85% of all concussions and sub-concussive blows happen from violent rotary acceleration to the head. An athlete must decelerate these violent rotary blows before the limit of range of motion is reached and dead stop occurs. When this dead stop happens the brain is rattled around in skull causing damage. Dr. Allen Hovda, Director of the Brain Injury Research Center at UCLA simplifies what is happening in the brain during violent impact. Basically nerve cells are stretched or twisted letting potassium escape which intern depolarizes the cell allowing energy inhibiting calcium to invade shutting it down. The cells surrounding the damaged cells begin to shut down and amnesia, confusion and a loss of consciousness can result.

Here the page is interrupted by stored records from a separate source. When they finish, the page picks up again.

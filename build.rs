// build.rs

use chrono::Utc;
use std::env;
use std::fs;
use std::path::Path;

fn main() {
    let out_dir = env::var("OUT_DIR").expect("cargo sets OUT_DIR");
    let dest_path = Path::new(&out_dir).join("build_info.rs");

    let build_date = Utc::now().format("%Y-%m-%d %H:%M:%S UTC").to_string();

    // picked up by main.rs via include!
    fs::write(
        &dest_path,
        format!("pub const BUILD_DATE: &str = \"{}\";", build_date),
    )
    .expect("write build_info.rs");

    println!("cargo:rerun-if-changed=build.rs");
}
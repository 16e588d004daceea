/*
 *  display/error.rs
 *
 *  unicornhatmini - two chips, one picture
 *  (c) 2020-26 unicornhatmini contributors
 *
 *  Unified error types for display subsystem
 *
 *  This program is free software: you can redistribute it and/or modify
 *  it under the terms of the GNU General Public License as published by
 *  the Free Software Foundation, either version 3 of the License, or
 *  (at your option) any later version.
 *
 *  This program is distributed in the hope that it will be useful,
 *  but WITHOUT ANY WARRANTY; without even the implied warranty of
 *  MERCHANTABILITY or FITNESS FOR A PARTICULAR PURPOSE.  See the
 *  GNU General Public License for more details.
 *
 *  See <http://www.gnu.org/licenses/> to get a copy of the GNU General
 *  Public License.
 *
 */

use embedded_hal::{digital, spi};
use thiserror::Error;

use super::panel::PanelId;

/// Unified error type for all display operations
#[derive(Debug, Clone, PartialEq, Eq, Error)]
pub enum DisplayError {
    /// Rotation outside 0/90/180/270, rejected before any state changes
    #[error("Invalid rotation angle: {0} (must be 0, 90, 180, or 270)")]
    InvalidRotation(u16),

    /// Chip-select pin could not be driven
    #[error("GPIO error on {panel} panel: {kind:?}")]
    Gpio {
        panel: PanelId,
        kind: digital::ErrorKind,
    },

    /// SPI write failed
    #[error("SPI communication error on {panel} panel: {kind:?}")]
    Spi {
        panel: PanelId,
        kind: spi::ErrorKind,
    },

    /// Hardware could not be opened
    #[error("Display initialization failed: {0}")]
    InitializationFailed(String),

    /// Power-up sequence failed on one panel
    #[error("Display initialization failed on {panel} panel: {source}")]
    PanelInitFailed {
        panel: PanelId,
        #[source]
        source: Box<DisplayError>,
    },

    /// Invalid configuration
    #[error("Invalid configuration: {0}")]
    InvalidConfiguration(String),
}

impl DisplayError {
    /// Panel the error originated from, if it came off the wire
    pub fn panel(&self) -> Option<PanelId> {
        match self {
            DisplayError::Gpio { panel, .. }
            | DisplayError::Spi { panel, .. }
            | DisplayError::PanelInitFailed { panel, .. } => Some(*panel),
            _ => None,
        }
    }
}
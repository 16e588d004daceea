/*
 *  main.rs
 *
 *  unicornhatmini - two chips, one picture
 *  (c) 2020-26 unicornhatmini contributors
 *
 *  Demo runner: animate the display until told to stop
 *
 *  This program is free software: you can redistribute it and/or modify
 *  it under the terms of the GNU General Public License as published by
 *  the Free Software Foundation, either version 3 of the License, or
 *  (at your option) any later version.
 *
 *  This program is distributed in the hope that it will be useful,
 *  but WITHOUT ANY WARRANTY; without even the implied warranty of
 *  MERCHANTABILITY or FITNESS FOR A PARTICULAR PURPOSE.  See the
 *  GNU General Public License for more details.
 *
 *  See <http://www.gnu.org/licenses/> to get a copy of the GNU General
 *  Public License.
 *
 */

use std::time::{Duration, Instant};

use anyhow::Context;
use clap::Parser;
use env_logger::Env;
use log::{error, info};
use tokio::signal::unix::{signal, SignalKind};
use tokio::time::MissedTickBehavior;

use unicornhatmini::config::{self, Cli, DEFAULT_BRIGHTNESS, DEFAULT_FPS};
use unicornhatmini::demo::{Frame, Pattern};
use unicornhatmini::display::{hardware, HardwareDisplay};

include!(concat!(env!("OUT_DIR"), "/build_info.rs"));

/// Waits for SIGINT, SIGTERM or SIGHUP.
async fn signal_handler() -> anyhow::Result<()> {
    let mut sigint = signal(SignalKind::interrupt())?;
    let mut sigterm = signal(SignalKind::terminate())?;
    let mut sighup = signal(SignalKind::hangup())?;

    tokio::select! {
        _ = sigint.recv() => {
            info!("SIGINT received. Initiating graceful shutdown.");
        }
        _ = sigterm.recv() => {
            info!("SIGTERM received. Initiating graceful shutdown.");
        }
        _ = sighup.recv() => {
            info!("SIGHUP received. Initiating graceful shutdown.");
        }
    }
    Ok(())
}

/// Render and flush one frame per tick, forever
async fn demo_loop(display: &mut HardwareDisplay, pattern: Pattern, fps: u32) {
    let mut ticker = tokio::time::interval(Duration::from_micros(1_000_000 / u64::from(fps.max(1))));
    ticker.set_missed_tick_behavior(MissedTickBehavior::Skip);

    let start = Instant::now();
    let mut step: u64 = 0;
    loop {
        ticker.tick().await;
        step = step.wrapping_add(1);

        let frame = Frame { seconds: start.elapsed().as_secs_f64(), step };
        pattern.render(display, frame);

        if let Err(e) = display.show() {
            error!("Error showing display: {}", e);
        }
    }
}

#[tokio::main]
async fn main() -> anyhow::Result<()> {
    let cli = Cli::parse();
    let cfg = config::load(&cli).context("loading configuration")?;

    if cli.dump_config {
        println!("{}", config::dump(&cfg)?);
        return Ok(());
    }

    let level = cfg.log_level.clone().unwrap_or_else(|| "info".to_string());
    env_logger::Builder::from_env(Env::default().default_filter_or(level))
        .format_timestamp_secs()
        .init();

    info!("{} v.{} built {}", env!("CARGO_PKG_NAME"), env!("CARGO_PKG_VERSION"), BUILD_DATE);

    let display_cfg = cfg.display.clone().unwrap_or_default();
    let demo_cfg = cfg.demo.clone().unwrap_or_default();
    let pattern = demo_cfg.pattern.unwrap_or_default();
    let fps = demo_cfg.fps.unwrap_or(DEFAULT_FPS);

    let mut display = hardware::open(&display_cfg).context("opening display")?;
    display
        .set_brightness(display_cfg.brightness.unwrap_or(DEFAULT_BRIGHTNESS))
        .context("setting brightness")?;
    display
        .set_rotation(display_cfg.rotate_deg.unwrap_or(0))
        .context("setting rotation")?;

    info!("Running {:?} at {} fps, Ctrl+C to exit", pattern, fps);

    let stopped = tokio::select! {
        res = signal_handler() => res,
        _ = demo_loop(&mut display, pattern, fps) => Ok(()),
    };
    if let Err(e) = &stopped {
        error!("Signal handling failed: {:#}", e);
    }

    info!("Shutting down...");
    let closed = display.close().context("closing display");

    stopped.and(closed)
}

Now here is an important part which all athletes and strength coaches will really get – the brain then starts using up massive amount of blood sugar which results in the over production of lactic acid which inhibits brain function just like it inhibits muscle function. Blood flow decreases to the brain by 50% just when the brain needs more blood to heal. Normal blood flow will not resume for 10 days. It takes days for the damaged cells and the brain as a whole to restore that chemical balance that was lost so quickly. Until the balance is restored the brain doesn’t work as well and is particularly vulnerable to re-injury.When an athlete realizes what is going on in the brain when a concussion or sub-concussive blow happens it will inspire him to focus on training the neck – creating a force dissipating cylinder that can protect his/her brain from these damaging blows.
The really scary part of all this to me is that sub-concussive blows go unnoticed for the most part and players continue to play when the above damage has occurred. In light of the results from the new Colorado study by which proves that for every one pound of muscle strength added to the neck we have a 5% less likely chance of getting a concussion I must shout “TRAIN THE NECK!!!”